REPUBLIKA.CO.ID, JAKARTA -- Nama Luar Batang dan Pasar Ikan belakangan ini kembali ramai menjadi perbincangan masyarakat tak hanya mereka yang tinggal di ibu kota namun juga di daerah lain yang mengikuti perkembangan berita mengenai penggusuran warga disana oleh Pemprov DKI Jakarta awal April 2016.
Pro dan kontra mewarnai penggusuran atau bisa secara halusnya disebut sebagai penertiban hunian warga yang dianggap berdiri di atas tanah milik negara. Luar Batang dan kawasan Pasar Ikan di Jakarta Utara memang dikenal sebagai salah satu lokasi pemukiman padat penduduk.
Warga yang tinggal di lokasi itu rata-rata berprofesi sebagai nelayan. Hal itu dapat dimaklumi karena memang lokasi itu berdekatan dengan Teluk Jakarta atau kawasan di Jakarta yang berbatasan langsung dengan Laut Jawa.
Kawasan itu bukan baru dibuka dan dihuni dalam 10 hingga 20 tahun yang lalu, Luar Batang dan Pasar Ikan merupakan salah satu wilayah yang telah ada sejak kota Jakarta masih bernama Jayakarta lebih dari 100 tahun yang lalu, bahkan saat masih bernama Batavia.

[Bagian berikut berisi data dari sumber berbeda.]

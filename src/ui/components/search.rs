//! Filter bar: search box plus the year, successful-only and favorites-only
//! toggles.
//!
//! ```text
//!  Search: starlink… │ Year: 2021 │ [x] Successful │ [ ] Favorites (3)
//! ```
//!
//! A trailing `…` marks typed text that the debouncer has not applied yet.

use crate::ui::helpers::{truncate, Canvas};
use crate::ui::viewmodel::FilterBarInfo;

const SEPARATOR: &str = " │ ";

fn checkbox(on: bool) -> &'static str {
    if on {
        "[x]"
    } else {
        "[ ]"
    }
}

/// Renders the filter bar on a single line.
pub fn render_filter_bar(canvas: &mut Canvas<'_>, bar: &FilterBarInfo) {
    let colors = &canvas.theme().colors;
    let (border, normal, dim) = (
        colors.search_bar_border.clone(),
        colors.text_normal.clone(),
        colors.text_dim.clone(),
    );

    let toggles = format!(
        "Year: {}{SEPARATOR}{} Successful{SEPARATOR}{} Favorites ({})",
        bar.year,
        checkbox(bar.successful_only),
        checkbox(bar.favorites_only),
        bar.favorite_count,
    );

    let query = if bar.query.is_empty() {
        "type /text to search".to_string()
    } else if bar.pending {
        format!("{}…", bar.query)
    } else {
        bar.query.clone()
    };

    let room = canvas
        .cols()
        .saturating_sub(" Search: ".len() + SEPARATOR.chars().count() + toggles.chars().count());
    let query = truncate(&query, room.max(8));

    canvas.fg(&border).text(" Search: ");
    if bar.query.is_empty() {
        canvas.fg(&dim);
    } else {
        canvas.fg(&normal);
    }
    canvas.text(&query).fg(&border).text(SEPARATOR).fg(&normal).text(&toggles);
    canvas.newline();
}
//! Terminal presentation.
//!
//! ```text
//! AppState → compute_viewmodel → UIViewModel → components → frame String
//! ```
//!
//! # Modules
//!
//! - [`viewmodel`]: display-ready view model types
//! - [`renderer`]: frame assembly
//! - [`components`]: header, filter bar, table, detail, empty state, footer
//! - [`helpers`]: canvas, truncation, wrapping, match ranges
//! - [`theme`]: color themes and ANSI escapes

pub mod components;
pub mod helpers;
pub mod renderer;
pub mod theme;
pub mod viewmodel;

pub use renderer::{render, render_plain};
pub use theme::Theme;
pub use viewmodel::{
    DetailInfo, DisplayItem, EmptyState, FilterBarInfo, FooterInfo, HeaderInfo, RocketInfo, RocketPanel,
    UIViewModel,
};
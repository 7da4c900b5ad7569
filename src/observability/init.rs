//! Subscriber setup.

use super::file_writer::FileWriter;
use crate::Config;
use std::path::PathBuf;
use tracing_subscriber::{layer::SubscriberExt, util::SubscriberInitExt, EnvFilter};

/// Log file name inside the data directory.
pub const LOG_FILE_NAME: &str = "spacex-explorer.log";

/// Installs the global tracing subscriber.
///
/// Events are written as JSON lines to `<data_dir>/spacex-explorer.log`,
/// rotated at 10 MB with three backups kept. The filter is taken from
/// `RUST_LOG` when set, otherwise from `config.trace_level`, otherwise `info`.
///
/// Logging is optional: if the data directory cannot be created, or a
/// subscriber is already installed, this silently does nothing. Returns the
/// log file path when a subscriber was installed.
///
/// # Examples
///
/// ```no_run
/// use spacex_explorer::observability::init_tracing;
/// use spacex_explorer::Config;
///
/// let config = Config { trace_level: Some("debug".to_string()), ..Config::default() };
/// init_tracing(&config);
/// tracing::debug!("tracing is now active");
/// ```
pub fn init_tracing(config: &Config) -> Option<PathBuf> {
    let data_dir = config.data_dir();
    if std::fs::create_dir_all(&data_dir).is_err() {
        return None;
    }

    let log_file = data_dir.join(LOG_FILE_NAME);
    let writer = FileWriter::new(log_file.clone());

    let fmt_layer = tracing_subscriber::fmt::layer()
        .json()
        .with_ansi(false)
        .with_target(true)
        .with_writer(move || writer.clone());

    tracing_subscriber::registry()
        .with(filter_for(config))
        .with(fmt_layer)
        .try_init()
        .ok()
        .map(|()| log_file)
}

fn filter_for(config: &Config) -> EnvFilter {
    EnvFilter::try_from_default_env().unwrap_or_else(|_| {
        let level = config.trace_level.as_deref().unwrap_or("info");
        EnvFilter::try_new(level).unwrap_or_else(|_| EnvFilter::new("info"))
    })
}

Nama daerah Luar Batang sendiri, menurut Adolf Heuken dalam "Historical Sites of Jakarta", berawal dari didirikannya semacam basis kongsi dagang Inggris atas seizin Pangeran Jayawikarta, penguasa ketiga Jayakarta pada 1615.
Basis kantor kongsi dagang Inggris tersebut yang disebut, "lodge" atau log atau batang kayu, kemudian semakin lama semakin luas wilayah melebihi lokasi awal yang kemudian disebut dengan Luar Batang atau dalam bahasa Inggris disebut "outside the log" yang berada di Utara Pasar Ikan.
Nama Luar Batang itu kemudian masih digunakan hingga saat ini dan berkembang menjadi sebuah lokasi perkampungan padat penduduk yang dihuni juga oleh para nelayan dan pekerja di bidang informal lainnya hingga saat ini.